• [WHAT TO WORK ON]
Taking the first line of the listing as the start and the line containing "use std::time::Duration;" as the end, reproduce everything in between exactly, both ends included.
□ □ □ □
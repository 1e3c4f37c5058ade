//! Firmware update orchestrator
//!
//! Drives the [`transition`] state machine: each effect is executed here,
//! against the USB host and the SDK updater, and its outcome fed back in.
//! Updater calls block, so they run on the blocking pool; everything else
//! stays on the update task, which owns the connection for the whole run.

use crate::bridge::{UpdateEvent, UpdateMonitor, UpdateReporter, create_update_bridge};
use crate::error::{Result, UpdateError};
use crate::machine::{Effect, FlashStep, Outcome, UpdateState, transition};
use crate::policy::{Sku, UpdatePolicy};
use crate::reboot::RebootWait;
use crate::sdk::{FirmwareInfo, FirmwareUpdater, UpdaterSettings};
use std::path::{Path, PathBuf};
use std::sync::Arc;
use std::time::Duration;
use tokio::task::{JoinHandle, spawn_blocking};
use tracing::{debug, error, info, warn};
use transport::line_coding::LINE_CODING_TIMEOUT;
use transport::{
    DeviceRegistry, LineCoding, PermissionAuthority, UsbCdcConnection, UsbHost,
    negotiate_permission,
};

/// Default wait for a permission answer
pub const DEFAULT_PERMISSION_TIMEOUT: Duration = Duration::from_secs(30);

/// Tunables of an update run
#[derive(Debug, Clone)]
pub struct UpdateOptions {
    pub registry: DeviceRegistry,
    pub line_coding: LineCoding,
    pub control_timeout: Duration,
    pub permission_timeout: Duration,
    pub reboot_wait: RebootWait,
    pub force_full: bool,
}

impl Default for UpdateOptions {
    fn default() -> Self {
        Self {
            registry: DeviceRegistry::default(),
            line_coding: LineCoding::default(),
            control_timeout: LINE_CODING_TIMEOUT,
            permission_timeout: DEFAULT_PERMISSION_TIMEOUT,
            reboot_wait: RebootWait::default(),
            force_full: false,
        }
    }
}

/// Firmware update orchestrator
pub struct FirmwareUpdateLogic<H>
where
    H: UsbHost + PermissionAuthority,
{
    host: Arc<H>,
    updater: Arc<dyn FirmwareUpdater>,
    options: UpdateOptions,
}

impl<H> FirmwareUpdateLogic<H>
where
    H: UsbHost + PermissionAuthority,
{
    pub fn new(host: Arc<H>, updater: Arc<dyn FirmwareUpdater>) -> Self {
        Self {
            host,
            updater,
            options: UpdateOptions::default(),
        }
    }

    pub fn with_options(mut self, options: UpdateOptions) -> Self {
        self.options = options;
        self
    }

    pub fn options(&self) -> &UpdateOptions {
        &self.options
    }

    fn new_connection(&self) -> UsbCdcConnection<H> {
        UsbCdcConnection::new(Arc::clone(&self.host))
            .with_registry(self.options.registry.clone())
            .with_line_coding(self.options.line_coding, self.options.control_timeout)
    }

    /// Discover if needed, negotiate permission and open
    async fn connect(&self, connection: &mut UsbCdcConnection<H>) -> Result<UpdaterSettings> {
        if !connection.is_open() {
            if connection.discovered_device().is_none() && !connection.find_supported_device() {
                return Err(UpdateError::DeviceNotFound);
            }
            let device = connection
                .discovered_device()
                .cloned()
                .ok_or(UpdateError::DeviceNotFound)?;

            negotiate_permission(self.host.as_ref(), &device, self.options.permission_timeout).await?;
            connection.open_connection()?;
        }
        self.settings(connection)
    }

    fn settings(&self, connection: &UsbCdcConnection<H>) -> Result<UpdaterSettings> {
        connection
            .serial_config()
            .map(|serial| UpdaterSettings::new(serial).with_force_full(self.options.force_full))
            .ok_or_else(|| UpdateError::ConnectionOpenFailed("connection is closed".to_string()))
    }

    /// Ask the updater how `image` may be flashed
    ///
    /// Uses a connection of its own which is closed before returning. Nothing
    /// is flashed.
    pub async fn decide_update_policy(&self, image: &Path) -> Result<UpdatePolicy> {
        let mut connection = self.new_connection();
        let settings = self.connect(&mut connection).await?;

        let updater = Arc::clone(&self.updater);
        let path = image.to_path_buf();
        let policy = spawn_blocking(move || updater.decide_update_policy(&settings, &path)).await;
        connection.close_connection();

        let policy = policy?;
        info!("Update policy for {}: {}", image.display(), policy);
        Ok(policy)
    }

    /// Check an image before offering it for flashing
    ///
    /// Fails when the image metadata cannot be read or when the image is
    /// not encrypted for the device with `device_serial`.
    pub async fn preflight(&self, image: &Path, device_serial: &str) -> Result<FirmwareInfo> {
        let updater = Arc::clone(&self.updater);
        let path = image.to_path_buf();
        let serial = device_serial.to_string();

        let (info, encryption_supported) = spawn_blocking(move || {
            let info = updater.extract_fw_information(&path);
            let supported = info.is_ok() && updater.is_encryption_supported(&path, &serial);
            (info, supported)
        })
        .await?;

        let info = info.map_err(|status| {
            warn!("{} is not a valid firmware image: {}", image.display(), status);
            UpdateError::MetadataExtractionFailed(status.to_string())
        })?;

        if !encryption_supported {
            let sku = Sku::from_serial(device_serial);
            warn!("{} is not encrypted for {} devices", image.display(), sku);
            return Err(UpdateError::IncompatibleSku(sku));
        }

        info!(
            "{}: firmware {}, recognition {}, modules [{}]",
            image.display(),
            info.firmware_version,
            info.recognition_version,
            info.module_names.join(", ")
        );
        Ok(info)
    }

    /// Run a full update of `image`, reporting through `reporter`
    ///
    /// Returns once the device is back after the final flash, or with the
    /// fault that ended the run.
    pub async fn update_firmware(&self, image: &Path, reporter: UpdateReporter) -> Result<()> {
        let mut connection = self.new_connection();
        let mut state = UpdateState::Idle;
        let mut outcome = Outcome::Started;

        loop {
            let previous = state.phase();
            let (next, effect) = transition(state, outcome);
            state = next;

            if state.phase() != previous {
                debug!("Update phase: {} -> {}", previous, state.phase());
                reporter.send_event(UpdateEvent::PhaseChanged(state.phase()));
            }

            outcome = match effect {
                Effect::DecidePolicy => self.run_decide_policy(&mut connection, image).await,
                Effect::ExtractMetadata => self.run_extract_metadata(image).await,
                Effect::Flash(step) => self.run_flash(&mut connection, image, step, &reporter).await,
                Effect::Settle => match self.options.reboot_wait.wait_for_device(&mut connection).await {
                    Ok(_) => Outcome::DeviceSettled,
                    Err(e) => Outcome::Faulted(e),
                },
                Effect::AwaitReboot => {
                    info!("Waiting for the device to reboot into the new core firmware");
                    match self.options.reboot_wait.wait_for_device(&mut connection).await {
                        Ok(_) => Outcome::DeviceReappeared,
                        Err(e) => Outcome::Faulted(e),
                    }
                }
                Effect::Reconnect => match self.connect(&mut connection).await {
                    Ok(_) => Outcome::Reconnected,
                    Err(e) => Outcome::Faulted(e),
                },
                Effect::Finish => {
                    info!("Firmware update of {} finished", image.display());
                    reporter.send_event(UpdateEvent::Finished);
                    return Ok(());
                }
                Effect::Abort => {
                    connection.close_connection();
                    let err = match &state {
                        UpdateState::Failed(e) => e.clone(),
                        other => UpdateError::InvalidTransition(format!("abort in phase {}", other.phase())),
                    };
                    error!("Firmware update of {} failed: {}", image.display(), err);
                    reporter.send_event(UpdateEvent::Failed(err.clone()));
                    return Err(err);
                }
            };
        }
    }

    async fn run_decide_policy(&self, connection: &mut UsbCdcConnection<H>, image: &Path) -> Outcome {
        let settings = match self.connect(connection).await {
            Ok(settings) => settings,
            Err(e) => return Outcome::Faulted(e),
        };

        let updater = Arc::clone(&self.updater);
        let path = image.to_path_buf();
        match spawn_blocking(move || updater.decide_update_policy(&settings, &path)).await {
            Ok(policy) => {
                info!("Update policy: {}", policy);
                Outcome::PolicyDecided(policy)
            }
            Err(e) => Outcome::Faulted(e.into()),
        }
    }

    async fn run_extract_metadata(&self, image: &Path) -> Outcome {
        let updater = Arc::clone(&self.updater);
        let path = image.to_path_buf();
        match spawn_blocking(move || updater.extract_fw_information(&path)).await {
            Ok(Ok(info)) => {
                info!(
                    "Firmware {} (recognition {}) with {} modules",
                    info.firmware_version,
                    info.recognition_version,
                    info.module_names.len()
                );
                Outcome::MetadataExtracted(info)
            }
            Ok(Err(status)) => Outcome::Faulted(UpdateError::MetadataExtractionFailed(status.to_string())),
            Err(e) => Outcome::Faulted(e.into()),
        }
    }

    /// Flash one step, then close the connection whatever the result
    async fn run_flash(
        &self,
        connection: &mut UsbCdcConnection<H>,
        image: &Path,
        step: FlashStep,
        reporter: &UpdateReporter,
    ) -> Outcome {
        let settings = match self.settings(connection) {
            Ok(settings) => settings,
            Err(e) => return Outcome::Faulted(e),
        };

        info!(
            "Flashing modules [{}] (progress {}..{})",
            step.modules.join(", "),
            step.range.min,
            step.range.max
        );

        let updater = Arc::clone(&self.updater);
        let path = image.to_path_buf();
        let reporter = reporter.clone();
        let FlashStep { modules, range } = step;
        let result = spawn_blocking(move || {
            let mut on_progress = |progress: f32| reporter.progress(range.scale(progress));
            updater.update_modules(&settings, &path, &modules, &mut on_progress)
        })
        .await;

        connection.close_connection();

        match result {
            Ok(status) => {
                info!("Flash finished: {}", status);
                Outcome::Flashed(status)
            }
            Err(e) => Outcome::Faulted(e.into()),
        }
    }
}

/// Run [`FirmwareUpdateLogic::update_firmware`] on a new task
///
/// Returns the monitor for the run's events and the task handle.
pub fn spawn_firmware_update<H>(
    logic: Arc<FirmwareUpdateLogic<H>>,
    image: PathBuf,
) -> (UpdateMonitor, JoinHandle<Result<()>>)
where
    H: UsbHost + PermissionAuthority + 'static,
{
    let (monitor, reporter) = create_update_bridge();
    let handle = tokio::spawn(async move { logic.update_firmware(&image, reporter).await });
    (monitor, handle)
}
□ □ □ □
• [SOLUTION]
repository 1e3c4f37c5058ade
//! Firmware update orchestrator
//!
//! Drives the [`transition`] state machine: each effect is executed here,
//! against the USB host and the SDK updater, and its outcome fed back in.
//! Updater calls block, so they run on the blocking pool; everything else
//! stays on the update task, which owns the connection for the whole run.

use crate::bridge::{UpdateEvent, UpdateMonitor, UpdateReporter, create_update_bridge};
use crate::error::{Result, UpdateError};
use crate::machine::{Effect, FlashStep, Outcome, UpdateState, transition};
use crate::policy::{Sku, UpdatePolicy};
use crate::reboot::RebootWait;
use crate::sdk::{FirmwareInfo, FirmwareUpdater, UpdaterSettings};
use std::path::{Path, PathBuf};
use std::sync::Arc;
use std::time::Duration;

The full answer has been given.